▸ Exercise data
---*---
use std::time::{Duration, Instant};

use newsdesk_ai::{ChatRequest, ChatUsage, LlmClient, Message, MessageRole, NewsdeskAiError};
use newsdesk_core::elapsed_ms_since;

use crate::{SessionError, SessionStore};

#[derive(Debug, Clone, PartialEq)]
/// Completion settings applied to every conversation turn.
pub struct ConversationConfig {
    pub model: String,
    pub system_prompt: String,
    pub temperature: f32,
    pub max_tokens: Option<u32>,
    pub completion_timeout_ms: u64,
}

impl Default for ConversationConfig {
    fn default() -> Self {
        Self {
            model: "gpt-3.5-turbo".to_string(),
            system_prompt: String::new(),
            temperature: 0.0,
            max_tokens: None,
            completion_timeout_ms: 90_000,
        }
    }
}

#[derive(Debug, Clone, PartialEq, Eq)]
pub struct ConversationReply {
    pub text: String,
    pub usage: ChatUsage,
    pub history_len: usize,
}

/// Runs one user turn: prompt the model with the session's history, then
/// record both sides of the exchange.
///
/// A blank reply counts as a failed completion.
/// The session lock is held from history render through append, so concurrent
/// events for the same user are applied one at a time. A failed or timed out
/// completion leaves the session untouched.
pub async fn run_conversation_turn(
    store: &SessionStore,
    client: &dyn LlmClient,
    config: &ConversationConfig,
    user_id: &str,
    human_input: &str,
) -> Result<ConversationReply, SessionError> {
    let handle = store.get_or_create(user_id)?;
    let mut session = handle.lock().await;

    let request = build_chat_request(config, &session.render_history(), human_input);
    let started = Instant::now();
    let timeout = Duration::from_millis(config.completion_timeout_ms.max(1));
    let response = match tokio::time::timeout(timeout, client.complete(request)).await {
        Ok(Ok(response)) => response,
        Ok(Err(error)) => return Err(SessionError::CompletionFailed(error)),
        Err(_) => {
            return Err(SessionError::CompletionTimedOut {
                timeout_ms: config.completion_timeout_ms,
            })
        }
    };

    let text = response.message.text_content().to_string();
    if text.trim().is_empty() {
        return Err(SessionError::CompletionFailed(
            NewsdeskAiError::InvalidResponse(format!(
                "empty completion (finish_reason: {})",
                response.finish_reason.as_deref().unwrap_or("none")
            )),
        ));
    }
    session.append_turn(MessageRole::User, human_input);
    session.append_turn(MessageRole::Assistant, text.as_str());
    tracing::debug!(
        user_id,
        latency_ms = elapsed_ms_since(started),
        history_len = session.len(),
        total_tokens = response.usage.total_tokens,
        "conversation turn completed"
    );

    Ok(ConversationReply {
        text,
        usage: response.usage,
        history_len: session.len(),
    })
}

fn build_chat_request(
    config: &ConversationConfig,
    history: &[crate::Turn],
    human_input: &str,
) -> ChatRequest {
    let mut messages = Vec::with_capacity(history.len() + 2);
    if !config.system_prompt.trim().is_empty() {
        messages.push(Message::system(config.system_prompt.as_str()));
    }
    messages.extend(
        history
            .iter()
            .map(|turn| Message::new(turn.role, turn.text.as_str())),
    );
    messages.push(Message::user(human_input));

    ChatRequest {
        model: config.model.clone(),
        messages,
        max_tokens: config.max_tokens,
        temperature: Some(config.temperature),
    }
}
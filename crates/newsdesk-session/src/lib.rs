//! Per-user conversation sessions with bounded history.
//!
//! `SessionStore` keeps exactly one live `Session` per Slack user id. Each
//! session holds at most `history_window` turns; appending past the window
//! evicts the oldest turn first. Nothing here is persisted.
use std::{
    collections::{HashMap, VecDeque},
    sync::{Arc, Mutex, PoisonError},
};

use newsdesk_ai::{MessageRole, NewsdeskAiError};
use thiserror::Error;

mod session_conversation;

pub use session_conversation::{run_conversation_turn, ConversationConfig, ConversationReply};

pub const DEFAULT_HISTORY_WINDOW: usize = 10;

#[derive(Debug, Error)]
/// Failures raised while resolving a session or running a turn against it.
pub enum SessionError {
    #[error("invalid user identity '{0}'")]
    InvalidIdentity(String),
    #[error("completion failed: {0}")]
    CompletionFailed(#[source] NewsdeskAiError),
    #[error("completion timed out after {timeout_ms}ms")]
    CompletionTimedOut { timeout_ms: u64 },
}

#[derive(Debug, Clone, PartialEq, Eq)]
/// One (speaker, text) entry in a session's history.
pub struct Turn {
    pub role: MessageRole,
    pub text: String,
}

impl Turn {
    pub fn new(role: MessageRole, text: impl Into<String>) -> Self {
        Self {
            role,
            text: text.into(),
        }
    }
}

#[derive(Debug)]
/// Rolling conversation context for a single user.
pub struct Session {
    user_id: String,
    capacity: usize,
    history: VecDeque<Turn>,
}

impl Session {
    fn new(user_id: &str, capacity: usize) -> Self {
        Self {
            user_id: user_id.to_string(),
            capacity,
            history: VecDeque::with_capacity(capacity.min(64)),
        }
    }

    pub fn user_id(&self) -> &str {
        &self.user_id
    }

    pub fn capacity(&self) -> usize {
        self.capacity
    }

    pub fn len(&self) -> usize {
        self.history.len()
    }

    pub fn is_empty(&self) -> bool {
        self.history.is_empty()
    }

    /// Appends a turn, evicting from the front until the window holds again.
    pub fn append_turn(&mut self, role: MessageRole, text: impl Into<String>) {
        self.history.push_back(Turn::new(role, text));
        while self.history.len() > self.capacity {
            self.history.pop_front();
        }
    }

    /// Returns the retained turns, oldest first.
    pub fn render_history(&self) -> Vec<Turn> {
        self.history.iter().cloned().collect()
    }
}

#[derive(Debug, Clone)]
/// Shared handle on one user's session.
pub struct SessionHandle {
    inner: Arc<tokio::sync::Mutex<Session>>,
}

impl SessionHandle {
    fn new(session: Session) -> Self {
        Self {
            inner: Arc::new(tokio::sync::Mutex::new(session)),
        }
    }

    /// Waits for exclusive access. Held across a completion call, this
    /// serializes events from the same user.
    pub async fn lock(&self) -> tokio::sync::MutexGuard<'_, Session> {
        self.inner.lock().await
    }

    pub fn same_session(&self, other: &SessionHandle) -> bool {
        Arc::ptr_eq(&self.inner, &other.inner)
    }
}

#[derive(Debug)]
/// Owned mapping from user id to that user's session.
pub struct SessionStore {
    window: usize,
    sessions: Mutex<HashMap<String, SessionHandle>>,
}

impl Default for SessionStore {
    fn default() -> Self {
        Self::new(DEFAULT_HISTORY_WINDOW)
    }
}

impl SessionStore {
    /// Creates an empty store. A zero window is lifted to one turn.
    pub fn new(history_window: usize) -> Self {
        Self {
            window: history_window.max(1),
            sessions: Mutex::new(HashMap::new()),
        }
    }

    pub fn history_window(&self) -> usize {
        self.window
    }

    pub fn session_count(&self) -> usize {
        self.sessions
            .lock()
            .unwrap_or_else(PoisonError::into_inner)
            .len()
    }

    /// Returns the session for `user_id`, creating an empty one on first use.
    pub fn get_or_create(&self, user_id: &str) -> Result<SessionHandle, SessionError> {
        validate_user_identity(user_id)?;
        let mut sessions = self
            .sessions
            .lock()
            .unwrap_or_else(PoisonError::into_inner);
        if let Some(existing) = sessions.get(user_id) {
            return Ok(existing.clone());
        }
        let handle = SessionHandle::new(Session::new(user_id, self.window));
        sessions.insert(user_id.to_string(), handle.clone());
        tracing::debug!(
            user_id,
            sessions = sessions.len(),
            window = self.window,
            "session created"
        );
        Ok(handle)
    }
}

fn validate_user_identity(user_id: &str) -> Result<(), SessionError> {
    let malformed = user_id.trim().is_empty()
        || user_id
            .chars()
            .any(|ch| ch.is_whitespace() || ch.is_control());
    if malformed {
        return Err(SessionError::InvalidIdentity(user_id.to_string()));
    }
    Ok(())
}
//! Slack Web API calls the bot needs: identity, socket handshake, and posting.

use std::time::Duration;

use anyhow::{anyhow, bail, Context, Result};
use serde::de::DeserializeOwned;
use serde::Deserialize;
use serde_json::{json, Value};

use crate::slack_helpers::{
    is_retryable_slack_status, is_retryable_transport_error, parse_retry_after, retry_delay,
    truncate_for_error,
};

#[derive(Debug, Clone, Deserialize)]
struct SlackAuthTestResponse {
    ok: bool,
    user_id: Option<String>,
    error: Option<String>,
}

#[derive(Debug, Clone, Deserialize)]
struct SlackOpenSocketResponse {
    ok: bool,
    url: Option<String>,
    error: Option<String>,
}

#[derive(Debug, Clone, Deserialize)]
struct SlackChatMessageResponse {
    ok: bool,
    ts: Option<String>,
    channel: Option<String>,
    error: Option<String>,
}

#[derive(Debug, Clone, PartialEq, Eq)]
pub(crate) struct SlackPostedMessage {
    pub(crate) channel: String,
    pub(crate) ts: String,
}

#[derive(Debug, Clone)]
pub(crate) struct SlackApiClientConfig {
    pub(crate) api_base: String,
    pub(crate) app_token: Option<String>,
    pub(crate) bot_token: String,
    pub(crate) request_timeout_ms: u64,
    pub(crate) retry_max_attempts: usize,
    pub(crate) retry_base_delay_ms: u64,
}

#[derive(Clone)]
pub(crate) struct SlackApiClient {
    http: reqwest::Client,
    api_base: String,
    app_token: Option<String>,
    bot_token: String,
    retry_max_attempts: usize,
    retry_base_delay_ms: u64,
}

impl SlackApiClient {
    pub(crate) fn new(config: SlackApiClientConfig) -> Result<Self> {
        let mut headers = reqwest::header::HeaderMap::new();
        headers.insert(
            reqwest::header::USER_AGENT,
            reqwest::header::HeaderValue::from_static("newsdesk-slack-bot"),
        );
        headers.insert(
            reqwest::header::ACCEPT,
            reqwest::header::HeaderValue::from_static("application/json"),
        );
        let http = reqwest::Client::builder()
            .default_headers(headers)
            .timeout(Duration::from_millis(config.request_timeout_ms.max(1)))
            .build()
            .context("failed to create slack api client")?;

        Ok(Self {
            http,
            api_base: config.api_base.trim_end_matches('/').to_string(),
            app_token: config
                .app_token
                .map(|token| token.trim().to_string())
                .filter(|token| !token.is_empty()),
            bot_token: config.bot_token.trim().to_string(),
            retry_max_attempts: config.retry_max_attempts.max(1),
            retry_base_delay_ms: config.retry_base_delay_ms.max(1),
        })
    }

    pub(crate) async fn resolve_bot_user_id(&self) -> Result<String> {
        let response: SlackAuthTestResponse = self
            .request_json("auth.test", || {
                self.http
                    .post(format!("{}/auth.test", self.api_base))
                    .bearer_auth(&self.bot_token)
            })
            .await?;

        if !response.ok {
            bail!(
                "slack auth.test failed: {}",
                response
                    .error
                    .unwrap_or_else(|| "unknown error".to_string())
            );
        }

        response
            .user_id
            .filter(|value| !value.trim().is_empty())
            .ok_or_else(|| anyhow!("slack auth.test did not return user_id"))
    }

    /// Requests a Socket Mode websocket URL. Needs the app-level token.
    pub(crate) async fn open_socket_connection(&self) -> Result<String> {
        let app_token = self
            .app_token
            .as_deref()
            .ok_or_else(|| anyhow!("socket mode requires a slack app token"))?;
        let response: SlackOpenSocketResponse = self
            .request_json("apps.connections.open", || {
                self.http
                    .post(format!("{}/apps.connections.open", self.api_base))
                    .bearer_auth(app_token)
            })
            .await?;
        if !response.ok {
            bail!(
                "slack apps.connections.open failed: {}",
                response
                    .error
                    .unwrap_or_else(|| "unknown error".to_string())
            );
        }
        response
            .url
            .filter(|value| !value.trim().is_empty())
            .ok_or_else(|| anyhow!("slack apps.connections.open did not return url"))
    }

    pub(crate) async fn post_message(
        &self,
        channel: &str,
        text: &str,
        thread_ts: Option<&str>,
    ) -> Result<SlackPostedMessage> {
        let mut payload = json!({
            "channel": channel,
            "text": text,
        });
        if let Some(thread_ts) = thread_ts.map(str::trim).filter(|value| !value.is_empty()) {
            payload["thread_ts"] = Value::String(thread_ts.to_string());
        }

        let response: SlackChatMessageResponse = self
            .request_json("chat.postMessage", || {
                self.http
                    .post(format!("{}/chat.postMessage", self.api_base))
                    .bearer_auth(&self.bot_token)
                    .json(&payload)
            })
            .await?;

        if !response.ok {
            bail!(
                "slack chat.postMessage failed: {}",
                response
                    .error
                    .unwrap_or_else(|| "unknown error".to_string())
            );
        }

        Ok(SlackPostedMessage {
            channel: response.channel.unwrap_or_else(|| channel.to_string()),
            ts: response
                .ts
                .ok_or_else(|| anyhow!("slack chat.postMessage response missing ts"))?,
        })
    }

    async fn request_json<T, F>(&self, operation: &str, mut builder: F) -> Result<T>
    where
        T: DeserializeOwned,
        F: FnMut() -> reqwest::RequestBuilder,
    {
        let mut attempt = 0_usize;
        loop {
            attempt = attempt.saturating_add(1);
            let response = builder()
                .header(
                    "x-newsdesk-retry-attempt",
                    attempt.saturating_sub(1).to_string(),
                )
                .send()
                .await;
            match response {
                Ok(response) => {
                    let status = response.status();
                    if status.is_success() {
                        return response
                            .json::<T>()
                            .await
                            .with_context(|| format!("failed to decode slack {operation}"));
                    }

                    let retry_after = parse_retry_after(response.headers());
                    let body = response.text().await.unwrap_or_default();
                    if attempt < self.retry_max_attempts
                        && is_retryable_slack_status(status.as_u16())
                    {
                        let delay = retry_delay(self.retry_base_delay_ms, attempt, retry_after);
                        tracing::debug!(
                            operation,
                            status = status.as_u16(),
                            attempt,
                            delay_ms = delay.as_millis() as u64,
                            "retrying slack api call"
                        );
                        tokio::time::sleep(delay).await;
                        continue;
                    }

                    bail!(
                        "slack api {operation} failed with status {}: {}",
                        status.as_u16(),
                        truncate_for_error(&body, 800)
                    );
                }
                Err(error) => {
                    if attempt < self.retry_max_attempts && is_retryable_transport_error(&error) {
                        tokio::time::sleep(retry_delay(self.retry_base_delay_ms, attempt, None))
                            .await;
                        continue;
                    }
                    return Err(error)
                        .with_context(|| format!("slack api {operation} request failed"));
                }
            }
        }
    }
}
---*---
▸ Directions
As listed above, the lines from the line with "fn new(session: Session)" to the line with "if let Some(existing)" are to be echoed exactly, with both ends included and nothing added.

▸ Output of the task
    fn new(session: Session) -> Self {
        Self {
            inner: Arc::new(tokio::sync::Mutex::new(session)),
        }
    }

    /// Waits for exclusive access. Held across a completion call, this
    /// serializes events from the same user.
    pub async fn lock(&self) -> tokio::sync::MutexGuard<'_, Session> {
        self.inner.lock().await
    }

    pub fn same_session(&self, other: &SessionHandle) -> bool {
        Arc::ptr_eq(&self.inner, &other.inner)
    }
}

#[derive(Debug)]
/// Owned mapping from user id to that user's session.
pub struct SessionStore {
    window: usize,
    sessions: Mutex<HashMap<String, SessionHandle>>,
}

impl Default for SessionStore {
    fn default() -> Self {
        Self::new(DEFAULT_HISTORY_WINDOW)
    }
}

impl SessionStore {
    /// Creates an empty store. A zero window is lifted to one turn.
    pub fn new(history_window: usize) -> Self {
        Self {
            window: history_window.max(1),
            sessions: Mutex::new(HashMap::new()),
        }
    }

    pub fn history_window(&self) -> usize {
        self.window
    }

    pub fn session_count(&self) -> usize {
        self.sessions
            .lock()
            .unwrap_or_else(PoisonError::into_inner)
            .len()
    }

    /// Returns the session for `user_id`, creating an empty one on first use.
    pub fn get_or_create(&self, user_id: &str) -> Result<SessionHandle, SessionError> {
        validate_user_identity(user_id)?;
        let mut sessions = self
            .sessions
            .lock()
            .unwrap_or_else(PoisonError::into_inner);
        if let Some(existing) = sessions.get(user_id) {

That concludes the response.